ADMINISTRADOR APOSTÓLICO SEDE VACANTE


DOMINGO XXXIII DEL TIEMPO ORDINARIO A 2020

HOMILIA

Lecturas: Prov 31,10-13. 19-20. 30-31; Sal 127; 1 Tess 5,1-6; Mt 25,14-30

EN SERVIR A DIOS EN LOS HERMANOS ESTÁ LA VERDADERA ALEGRIA

Muy queridos hermanos y hermanas en Cristo, 

En este penúltimo domingo del tiempo ordinario la Liturgia de la Palabra ofrece a nuestra meditación la parábola de los talentos. Está incluida en el quinto de los cinco discursos en torno a los cuales Mateo, como buen catequista, ha reunido las principales enseñanzas de Jesús para sus discípulos. En este discurso encontramos tres grandes parábolas: la de las diez doncellas, que meditamos el domingo pasado; la de los talentos, que corresponde a la Liturgia de hoy y la del Juicio final (Mt 25,31-46) que escucharemos el próximo domingo, fiesta de Cristo Rey del Universo.
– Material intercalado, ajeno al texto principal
//! Replay facade: header, chunk walk, event decoding and extraction
//!
//! Parsing is eager and runs in two passes over the in-memory buffer. The
//! first walks the container and collects borrowed chunks, so the Fortnite
//! header chunk is known before any event is decoded regardless of where it
//! sits in the file. The second decodes every chunk in file order.

use std::collections::BTreeMap;
use std::io::Read;

use serde::Serialize;
use tracing::{debug, info};

use crate::chunk::{CheckpointInfo, Chunk, ChunkReader, ChunkType, DataChunkInfo};
use crate::diagnostics::Diagnostics;
use crate::error::{Error, Result};
use crate::events::{self, Elimination, EventDecoder, MatchStats, TeamStats};
use crate::extract::Extractor;
use crate::header::{GameHeader, ReplayFlags, ReplayHeader};

/// Resource guards for untrusted input
#[derive(Debug, Clone, Default, PartialEq, Eq)]
pub struct ParseOptions {
    /// Stop the chunk walk after this many chunks
    pub max_chunks: Option<usize>,
    /// Stop the chunk walk before any chunk ending past this file offset;
    /// also caps the declared size of a compressed body
    pub max_bytes: Option<usize>,
}

impl ParseOptions {
    pub fn new() -> Self {
        Self::default()
    }

    pub fn with_max_chunks(mut self, max_chunks: usize) -> Self {
        self.max_chunks = Some(max_chunks);
        self
    }

    pub fn with_max_bytes(mut self, max_bytes: usize) -> Self {
        self.max_bytes = Some(max_bytes);
        self
    }
}

/// Everything decoded from one replay
#[derive(Debug, Clone, PartialEq, Serialize)]
pub struct ParsedReplay {
    pub header: ReplayHeader,
    pub game_header: Option<GameHeader>,
    /// Ordered by timestamp, ties in file order
    pub eliminations: Vec<Elimination>,
    /// Latest stats snapshot of the recording player
    pub stats: Option<MatchStats>,
    pub team_stats: BTreeMap<u32, TeamStats>,
    pub checkpoints: Vec<CheckpointInfo>,
    pub data_chunks: Vec<DataChunkInfo>,
    pub diagnostics: Diagnostics,
}

impl ParsedReplay {
    pub fn header(&self) -> &ReplayHeader {
        &self.header
    }

    pub fn game_header(&self) -> Option<&GameHeader> {
        self.game_header.as_ref()
    }

    pub fn eliminations(&self) -> &[Elimination] {
        &self.eliminations
    }

    pub fn stats(&self) -> Option<&MatchStats> {
        self.stats.as_ref()
    }

    pub fn team_stats(&self) -> &BTreeMap<u32, TeamStats> {
        &self.team_stats
    }

    pub fn diagnostics(&self) -> &Diagnostics {
        &self.diagnostics
    }
}

/// Read a replay from any byte source
///
/// The source is read to the end and then dropped; it is never retained
/// past this call, so passing `&mut File` leaves the file with the caller.
pub fn open<R: Read>(source: R) -> Result<ParsedReplay> {
    open_with_options(source, &ParseOptions::default())
}

pub fn open_with_options<R: Read>(mut source: R, options: &ParseOptions) -> Result<ParsedReplay> {
    let mut data = Vec::new();
    source.read_to_end(&mut data)?;
    parse_with_options(&data, options)
}

/// Parse a replay held in memory
pub fn parse(data: &[u8]) -> Result<ParsedReplay> {
    parse_with_options(data, &ParseOptions::default())
}

/// Parse a replay held in memory with resource guards
///
/// Fails only with [`Error::InvalidFormat`] when the file header cannot be
/// read. Every later problem is recovered and reported in
/// [`ParsedReplay::diagnostics`].
pub fn parse_with_options(data: &[u8], options: &ParseOptions) -> Result<ParsedReplay> {
    let mut reader = ChunkReader::new(data)
        .with_max_chunks(options.max_chunks)
        .with_max_bytes(options.max_bytes);
    let mut header = reader.read_header()?;
    let mut diagnostics = Diagnostics::default();

    debug!(
        "Replay header: version {}, network {}, {} ms, flags {:#x}",
        header.file_version,
        header.network_version,
        header.length_in_ms,
        header.flags.bits()
    );

    if header.is_encrypted() && header.encryption_key.is_empty() {
        diagnostics.warn("replay is encrypted but carries no key; event payloads stay undecoded");
    }

    let mut chunks = Vec::new();
    for item in reader {
        match item {
            Ok(chunk) => chunks.push(chunk),
            Err(e) => record_walk_end(e, &mut diagnostics),
        }
    }
    diagnostics.chunks = chunks.len();

    let game_header = find_game_header(&chunks, &mut diagnostics);
    if game_header.is_some() {
        header.flags.insert(ReplayFlags::HAS_GAME_DATA);
    }

    let decoder = EventDecoder::new(&header, game_header.as_ref());
    debug!("Elimination layout: {:?}", decoder.layout());

    let mut extractor = Extractor::new();
    let mut checkpoints = Vec::new();
    let mut data_chunks = Vec::new();

    for chunk in &chunks {
        match chunk.chunk_type {
            ChunkType::Header => {}
            ChunkType::ReplayData => match parse_data_chunk(chunk, &header, options) {
                Ok(info) => data_chunks.push(info),
                Err(e) => {
                    diagnostics.skipped_chunks += 1;
                    diagnostics.warn(format!(
                        "replay data chunk at offset {} skipped: {}",
                        chunk.offset, e
                    ));
                }
            },
            ChunkType::Event | ChunkType::Checkpoint => {
                let (records, error) = events::read_records(chunk.payload);
                diagnostics.records += records.len();

                for record in &records {
                    if chunk.chunk_type == ChunkType::Checkpoint {
                        checkpoints.push(CheckpointInfo::from(record));
                    }
                    extractor.push(decoder.decode(record), &mut diagnostics);
                }

                if let Some(e) = error {
                    diagnostics.failed_records += 1;
                    diagnostics.warn(format!(
                        "{:?} chunk at offset {}: framing stopped after {} records: {}",
                        chunk.chunk_type,
                        chunk.offset,
                        records.len(),
                        e
                    ));
                }
            }
            ChunkType::Unknown(id) => {
                diagnostics.unknown_chunks += 1;
                debug!(
                    "Skipping unknown chunk type {} at offset {} ({} bytes)",
                    id,
                    chunk.offset,
                    chunk.size()
                );
            }
        }
    }

    let extracted = extractor.finish();

    info!(
        "Parsed replay: {} chunks, {} records, {} eliminations, {} teams",
        diagnostics.chunks,
        diagnostics.records,
        extracted.eliminations.len(),
        extracted.team_stats.len()
    );

    Ok(ParsedReplay {
        header,
        game_header,
        eliminations: extracted.eliminations,
        stats: extracted.stats,
        team_stats: extracted.team_stats,
        checkpoints,
        data_chunks,
        diagnostics,
    })
}

fn record_walk_end(error: Error, diagnostics: &mut Diagnostics) {
    match error {
        Error::LimitExceeded(_) => diagnostics.limit_reached = true,
        _ => diagnostics.truncated = true,
    }
    diagnostics.warn(format!("chunk walk ended early: {}", error));
}

/// Decode the first header chunk; later ones are ignored
fn find_game_header(chunks: &[Chunk<'_>], diagnostics: &mut Diagnostics) -> Option<GameHeader> {
    let chunk = chunks
        .iter()
        .find(|chunk| chunk.chunk_type == ChunkType::Header)?;

    match GameHeader::parse(chunk.payload) {
        Ok(game) => {
            debug!(
                "Game header: branch {}, engine network version {}",
                game.branch, game.engine_network_version
            );
            Some(game)
        }
        Err(e) => {
            diagnostics.skipped_chunks += 1;
            diagnostics.warn(format!(
                "header chunk at offset {} unreadable: {}",
                chunk.offset, e
            ));
            None
        }
    }
}

fn parse_data_chunk(
    chunk: &Chunk<'_>,
    header: &ReplayHeader,
    options: &ParseOptions,
) -> Result<DataChunkInfo> {
    if let Some(max) = options.max_bytes.filter(|_| header.is_compressed()) {
        let declared = declared_decompressed_size(chunk, header).unwrap_or(0);
        if declared > max {
            return Err(Error::LimitExceeded(format!(
                "declared decompressed size {} exceeds limit {}",
                declared, max
            )));
        }
    }
    DataChunkInfo::parse(chunk, header)
}

/// Peek at the decompressed size an envelope declares, if readable
fn declared_decompressed_size(chunk: &Chunk<'_>, header: &ReplayHeader) -> Option<usize> {
    let skip = if header.has_chunk_times() { 16 } else { 0 };
    let field = chunk.payload.get(skip + 4..skip + 8)?;
    let bytes: [u8; 4] = field.try_into().ok()?;
    Some(u32::from_le_bytes(bytes) as usize)
}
Los tres relatos nos trasladan a los últimos tiempos, cuando ocurrirá el advenimiento final del Reino de Dios y todo llegue a su consumación. El de las diez doncellas se enfoca en la imprevisibilidad de esa llegada y la consiguiente necesidad de estar siempre preparados. El de hoy aclara la actitud que debemos asumir en la gestión de los bienes del Reino que se nos han confiado. El del Juicio Final nos devela la clave para tomar posesión de ese Reino del cual Dios en su infinita bondad nos ha invitado a formar parte. En los tres se nos recuerda que, de una manera u otra, hemos de rendir cuentas ante Dios de nuestros comportamientos, actitudes y acciones realizados en esta vida.  
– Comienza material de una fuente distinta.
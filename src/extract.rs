//! Fold classified events into match results

use std::collections::BTreeMap;

use crate::diagnostics::Diagnostics;
use crate::events::{Elimination, Event, EventKind, MatchStats, TeamStats};

/// Accumulates events in encounter order
///
/// Stats snapshots are cumulative, so for both overall stats and each team
/// the record with the latest start time wins; on equal start times the one
/// encountered last wins.
#[derive(Debug, Default)]
pub struct Extractor {
    eliminations: Vec<Elimination>,
    stats: Option<(u32, MatchStats)>,
    team_stats: BTreeMap<u32, (u32, TeamStats)>,
}

/// Final output of an [`Extractor`]
#[derive(Debug, Clone, PartialEq)]
pub struct Extracted {
    pub eliminations: Vec<Elimination>,
    pub stats: Option<MatchStats>,
    pub team_stats: BTreeMap<u32, TeamStats>,
}

impl Extractor {
    pub fn new() -> Self {
        Self::default()
    }

    pub fn push(&mut self, event: Event, diagnostics: &mut Diagnostics) {
        match event.kind {
            EventKind::Elimination(elim) => self.eliminations.push(elim),
            EventKind::MatchStats(stats) => {
                if newer_or_equal(self.stats.as_ref().map(|(t, _)| *t), event.start_ms) {
                    self.stats = Some((event.start_ms, stats));
                }
            }
            EventKind::TeamStats(team) => {
                let current = self.team_stats.get(&team.team_id).map(|(t, _)| *t);
                if newer_or_equal(current, event.start_ms) {
                    self.team_stats.insert(team.team_id, (event.start_ms, team));
                }
            }
            EventKind::Unknown(unknown) => {
                if let Some(error) = &unknown.error {
                    diagnostics.failed_records += 1;
                    diagnostics.warn(format!(
                        "record '{}' ({}/{}) at {} ms failed to decode: {}",
                        event.id, event.group, event.metadata, event.start_ms, error
                    ));
                } else {
                    diagnostics.unknown_records += 1;
                }
            }
        }
    }

    pub fn finish(self) -> Extracted {
        let mut eliminations = self.eliminations;
        // sort_by_key is stable: equal timestamps keep encounter order
        eliminations.sort_by_key(|elim| elim.timestamp);

        Extracted {
            eliminations,
            stats: self.stats.map(|(_, stats)| stats),
            team_stats: self
                .team_stats
                .into_iter()
                .map(|(id, (_, team))| (id, team))
                .collect(),
        }
    }
}

fn newer_or_equal(current: Option<u32>, candidate: u32) -> bool {
    current.map_or(true, |current| candidate >= current)
}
La parábola de hoy cuenta la historia de un hombre que antes de salir para un largo viaje confía sus bienes a tres servidores suyos de confianza; al primero le entregó cinco talentos de oro, al segundo dos y al tercero uno. A cada uno, precisa el narrador, según su capacidad. Se trata pues de bienes ajenos entregados a servidores en cantidades distintas, pero que no da lugar a envidias ni comparaciones porque a cada uno se le confía la parte que está a su alcance administrar. 

El primero invierte inmediatamente, sin miedo, los cinco talentos que ha recibido y produce cinco más. El segundo hace otro tanto con los dos suyos y produce también dos más. En cambio, el tercero, que ha recibido uno, no quiere correr riesgo de perder el talento recibido y decide enterrarlo en un hoyo hasta el regreso de su señor. A su regreso, el señor los llama a los tres para que rindan cuenta de su administración. Los dos primeros le entregan cada uno el doble de lo que recibieron; el dueño de la hacienda los felicita por su fiel y productiva gestión y los invita a participar de bienes mayores. Al tercero en cambio, que le devuelve el mismo talento que le entregó, le dirige severos reproches y lo llama siervo malo y perezoso. Le recrimina la mediocridad de su decisión. Si tenía miedo de operar con ese talento por miedo a perderlo ¿Por qué no lo coloco por lo menos en el banco para que produjera intereses? Por ser tan precavido, temeroso y flojo lo poco que tiene lo va a perder.

La parábola se desarrolla pues en cuatro tiempos: el de la entrega de los bienes, el de la producción, el de la rendición de cuentas y la evaluación que el dueño hace de cada uno de sus servidores. A través de ella Jesús les dirige a sus discípulos una clara enseñanza para que entiendan que mientras están en este mundo, han de empeñarse en valerse de los dones, gracias y carismas que han recibido e invertirlos sin miedo para acrecentarlos. Solo su utilización hará crecer el Reino de Dios en este mundo. 

Los demás textos bíblicos de la Liturgia de la Palabra de este domingo tienen el mismo enfoque. La primera lectura, del Libro de los Proverbios, hace una magnífica descripción de todo lo que es capaz de llevar adelante una mujer emprendedora y hacendosa en favor de su esposo, hijos y personal de la casa. El salmo responsorial elogia al hombre que teme al Señor y sostiene su hogar con el fruto de su trabajo. San Pablo les recuerda a los tesalonicenses que al no saber cuándo tendrá lugar el retorno de Jesús, han de empeñarse en ser hijos de la luz y del día, luz que corresponde, dice Jesús, a las buenas obras que llevan a los que las ven a glorificar a Dios (Mt 5,16). 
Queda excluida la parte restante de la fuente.